_The problem_. Pull out every line below containing the word "shape".
======== Task inputs
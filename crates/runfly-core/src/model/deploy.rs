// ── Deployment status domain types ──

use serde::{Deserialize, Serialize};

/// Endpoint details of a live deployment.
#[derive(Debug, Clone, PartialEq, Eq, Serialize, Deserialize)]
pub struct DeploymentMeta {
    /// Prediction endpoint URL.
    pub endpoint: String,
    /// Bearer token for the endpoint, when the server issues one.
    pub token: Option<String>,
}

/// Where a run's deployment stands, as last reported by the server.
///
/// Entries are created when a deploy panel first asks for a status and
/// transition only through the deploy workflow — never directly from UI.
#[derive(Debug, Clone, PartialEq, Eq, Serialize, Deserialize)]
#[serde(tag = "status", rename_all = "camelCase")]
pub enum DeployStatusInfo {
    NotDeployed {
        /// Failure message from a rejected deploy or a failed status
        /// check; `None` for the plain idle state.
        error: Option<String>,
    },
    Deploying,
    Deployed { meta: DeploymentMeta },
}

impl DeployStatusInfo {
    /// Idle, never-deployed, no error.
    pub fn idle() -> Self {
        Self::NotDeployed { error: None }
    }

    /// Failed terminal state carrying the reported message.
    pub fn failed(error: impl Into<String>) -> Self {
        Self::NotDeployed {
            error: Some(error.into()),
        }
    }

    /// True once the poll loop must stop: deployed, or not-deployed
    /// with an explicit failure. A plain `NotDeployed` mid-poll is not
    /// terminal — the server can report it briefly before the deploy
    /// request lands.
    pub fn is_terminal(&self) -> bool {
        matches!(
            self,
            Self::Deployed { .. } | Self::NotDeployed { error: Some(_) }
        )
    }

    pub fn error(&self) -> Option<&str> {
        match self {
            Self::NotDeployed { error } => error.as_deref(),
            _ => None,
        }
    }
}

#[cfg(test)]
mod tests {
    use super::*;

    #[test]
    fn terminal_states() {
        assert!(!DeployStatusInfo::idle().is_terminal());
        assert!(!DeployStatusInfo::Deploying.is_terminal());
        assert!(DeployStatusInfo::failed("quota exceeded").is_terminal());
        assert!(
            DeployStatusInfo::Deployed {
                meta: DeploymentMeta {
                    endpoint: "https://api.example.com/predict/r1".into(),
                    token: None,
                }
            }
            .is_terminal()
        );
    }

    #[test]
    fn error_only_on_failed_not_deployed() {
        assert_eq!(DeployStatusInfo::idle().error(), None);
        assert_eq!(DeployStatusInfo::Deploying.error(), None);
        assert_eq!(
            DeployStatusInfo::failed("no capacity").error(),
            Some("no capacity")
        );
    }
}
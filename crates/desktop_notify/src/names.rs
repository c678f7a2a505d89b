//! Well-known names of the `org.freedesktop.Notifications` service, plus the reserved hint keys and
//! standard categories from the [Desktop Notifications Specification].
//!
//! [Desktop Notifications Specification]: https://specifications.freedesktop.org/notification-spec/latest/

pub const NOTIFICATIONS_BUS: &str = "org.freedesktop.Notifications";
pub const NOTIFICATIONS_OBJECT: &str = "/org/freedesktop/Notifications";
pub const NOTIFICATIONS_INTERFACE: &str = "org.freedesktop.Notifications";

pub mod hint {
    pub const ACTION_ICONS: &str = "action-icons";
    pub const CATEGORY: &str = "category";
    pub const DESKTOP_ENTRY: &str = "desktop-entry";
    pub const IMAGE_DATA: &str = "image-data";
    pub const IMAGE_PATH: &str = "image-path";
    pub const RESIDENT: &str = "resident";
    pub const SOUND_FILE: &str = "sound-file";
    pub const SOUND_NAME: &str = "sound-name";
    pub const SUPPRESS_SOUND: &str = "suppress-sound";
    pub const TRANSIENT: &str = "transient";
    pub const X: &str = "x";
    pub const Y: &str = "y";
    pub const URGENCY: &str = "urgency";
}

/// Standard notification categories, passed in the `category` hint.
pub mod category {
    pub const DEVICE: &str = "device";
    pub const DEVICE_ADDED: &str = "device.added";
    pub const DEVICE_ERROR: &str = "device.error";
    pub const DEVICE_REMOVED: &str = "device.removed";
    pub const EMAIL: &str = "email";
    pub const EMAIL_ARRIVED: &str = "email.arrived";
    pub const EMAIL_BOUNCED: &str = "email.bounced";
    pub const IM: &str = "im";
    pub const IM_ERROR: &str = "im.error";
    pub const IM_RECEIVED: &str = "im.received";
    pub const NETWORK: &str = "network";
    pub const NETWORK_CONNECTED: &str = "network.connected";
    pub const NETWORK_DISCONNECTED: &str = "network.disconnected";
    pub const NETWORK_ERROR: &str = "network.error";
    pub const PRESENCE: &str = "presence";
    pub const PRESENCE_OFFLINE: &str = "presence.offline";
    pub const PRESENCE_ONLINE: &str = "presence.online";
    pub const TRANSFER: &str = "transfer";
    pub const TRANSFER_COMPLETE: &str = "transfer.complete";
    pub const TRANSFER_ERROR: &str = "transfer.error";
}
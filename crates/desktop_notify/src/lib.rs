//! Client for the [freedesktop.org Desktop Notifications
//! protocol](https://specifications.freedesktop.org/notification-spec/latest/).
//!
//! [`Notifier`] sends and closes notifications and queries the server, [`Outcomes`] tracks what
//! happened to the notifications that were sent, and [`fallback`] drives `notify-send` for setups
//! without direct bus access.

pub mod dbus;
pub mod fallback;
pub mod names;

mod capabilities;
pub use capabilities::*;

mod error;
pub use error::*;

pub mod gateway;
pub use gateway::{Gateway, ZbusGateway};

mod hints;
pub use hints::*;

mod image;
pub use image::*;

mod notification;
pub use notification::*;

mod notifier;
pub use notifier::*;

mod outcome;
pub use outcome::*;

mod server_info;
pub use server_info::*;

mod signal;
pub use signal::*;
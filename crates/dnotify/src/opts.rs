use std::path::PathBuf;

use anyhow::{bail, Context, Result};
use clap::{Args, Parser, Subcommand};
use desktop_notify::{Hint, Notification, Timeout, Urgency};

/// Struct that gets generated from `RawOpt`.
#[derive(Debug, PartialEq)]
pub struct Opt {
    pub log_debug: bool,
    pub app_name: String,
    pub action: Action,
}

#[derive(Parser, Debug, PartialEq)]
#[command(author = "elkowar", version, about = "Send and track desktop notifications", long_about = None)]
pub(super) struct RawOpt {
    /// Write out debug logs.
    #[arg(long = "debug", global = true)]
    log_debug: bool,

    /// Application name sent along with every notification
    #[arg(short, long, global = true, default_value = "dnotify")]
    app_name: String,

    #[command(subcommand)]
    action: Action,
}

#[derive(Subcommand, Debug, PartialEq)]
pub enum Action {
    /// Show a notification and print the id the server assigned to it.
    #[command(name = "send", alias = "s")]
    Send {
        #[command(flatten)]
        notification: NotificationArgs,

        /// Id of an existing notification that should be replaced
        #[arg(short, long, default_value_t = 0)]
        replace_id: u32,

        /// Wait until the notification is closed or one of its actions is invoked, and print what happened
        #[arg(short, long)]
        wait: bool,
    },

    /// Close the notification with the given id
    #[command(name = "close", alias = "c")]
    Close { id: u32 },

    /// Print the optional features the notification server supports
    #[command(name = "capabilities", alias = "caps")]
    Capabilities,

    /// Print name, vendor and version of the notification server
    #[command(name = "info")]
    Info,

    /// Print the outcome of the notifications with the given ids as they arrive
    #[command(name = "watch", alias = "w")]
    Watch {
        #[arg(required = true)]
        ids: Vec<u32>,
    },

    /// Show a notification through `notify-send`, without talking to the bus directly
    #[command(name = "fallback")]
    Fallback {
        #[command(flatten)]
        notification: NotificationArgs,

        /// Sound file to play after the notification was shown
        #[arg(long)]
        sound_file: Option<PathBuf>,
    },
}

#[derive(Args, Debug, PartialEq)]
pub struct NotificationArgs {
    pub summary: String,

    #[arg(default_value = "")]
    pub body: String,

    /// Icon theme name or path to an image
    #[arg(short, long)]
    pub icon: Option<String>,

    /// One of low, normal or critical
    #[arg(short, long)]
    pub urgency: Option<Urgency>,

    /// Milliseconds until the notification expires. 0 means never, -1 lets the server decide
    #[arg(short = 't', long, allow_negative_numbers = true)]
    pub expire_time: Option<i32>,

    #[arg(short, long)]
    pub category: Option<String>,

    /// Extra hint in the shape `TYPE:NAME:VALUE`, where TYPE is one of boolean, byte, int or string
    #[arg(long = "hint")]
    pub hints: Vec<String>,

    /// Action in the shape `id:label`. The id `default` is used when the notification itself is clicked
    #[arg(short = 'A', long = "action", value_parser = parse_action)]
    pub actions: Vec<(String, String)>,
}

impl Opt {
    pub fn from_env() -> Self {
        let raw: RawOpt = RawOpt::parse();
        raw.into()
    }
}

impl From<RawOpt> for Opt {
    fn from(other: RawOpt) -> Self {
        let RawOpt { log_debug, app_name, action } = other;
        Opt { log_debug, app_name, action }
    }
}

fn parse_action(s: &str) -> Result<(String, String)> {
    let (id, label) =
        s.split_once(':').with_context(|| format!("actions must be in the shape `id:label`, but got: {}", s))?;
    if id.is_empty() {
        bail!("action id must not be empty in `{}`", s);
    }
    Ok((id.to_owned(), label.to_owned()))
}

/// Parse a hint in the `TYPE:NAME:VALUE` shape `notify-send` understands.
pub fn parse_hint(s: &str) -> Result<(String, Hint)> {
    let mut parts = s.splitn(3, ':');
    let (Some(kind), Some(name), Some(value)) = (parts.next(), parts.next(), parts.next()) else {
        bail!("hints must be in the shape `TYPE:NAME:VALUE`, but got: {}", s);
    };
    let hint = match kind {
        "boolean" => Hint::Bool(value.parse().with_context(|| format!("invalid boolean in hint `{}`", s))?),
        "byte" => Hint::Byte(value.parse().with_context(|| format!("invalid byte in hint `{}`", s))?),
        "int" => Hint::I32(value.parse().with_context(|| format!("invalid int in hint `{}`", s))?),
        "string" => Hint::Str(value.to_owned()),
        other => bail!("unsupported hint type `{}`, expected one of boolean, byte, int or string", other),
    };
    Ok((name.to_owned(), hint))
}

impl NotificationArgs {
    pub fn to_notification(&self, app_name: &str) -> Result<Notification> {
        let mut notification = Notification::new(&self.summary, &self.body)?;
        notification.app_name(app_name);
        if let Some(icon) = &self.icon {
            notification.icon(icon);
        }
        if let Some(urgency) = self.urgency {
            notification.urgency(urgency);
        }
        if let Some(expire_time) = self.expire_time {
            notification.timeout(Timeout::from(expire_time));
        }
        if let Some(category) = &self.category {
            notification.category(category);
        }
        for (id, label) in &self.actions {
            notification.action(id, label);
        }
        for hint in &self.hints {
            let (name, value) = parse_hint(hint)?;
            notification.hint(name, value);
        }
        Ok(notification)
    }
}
================
_Worked solution_.
    /// Extra hint in the shape `TYPE:NAME:VALUE`, where TYPE is one of boolean, byte, int or string
    /// Action in the shape `id:label`. The id `default` is used when the notification itself is clicked
        s.split_once(':').with_context(|| format!("actions must be in the shape `id:label`, but got: {}", s))?;
/// Parse a hint in the `TYPE:NAME:VALUE` shape `notify-send` understands.
        bail!("hints must be in the shape `TYPE:NAME:VALUE`, but got: {}", s);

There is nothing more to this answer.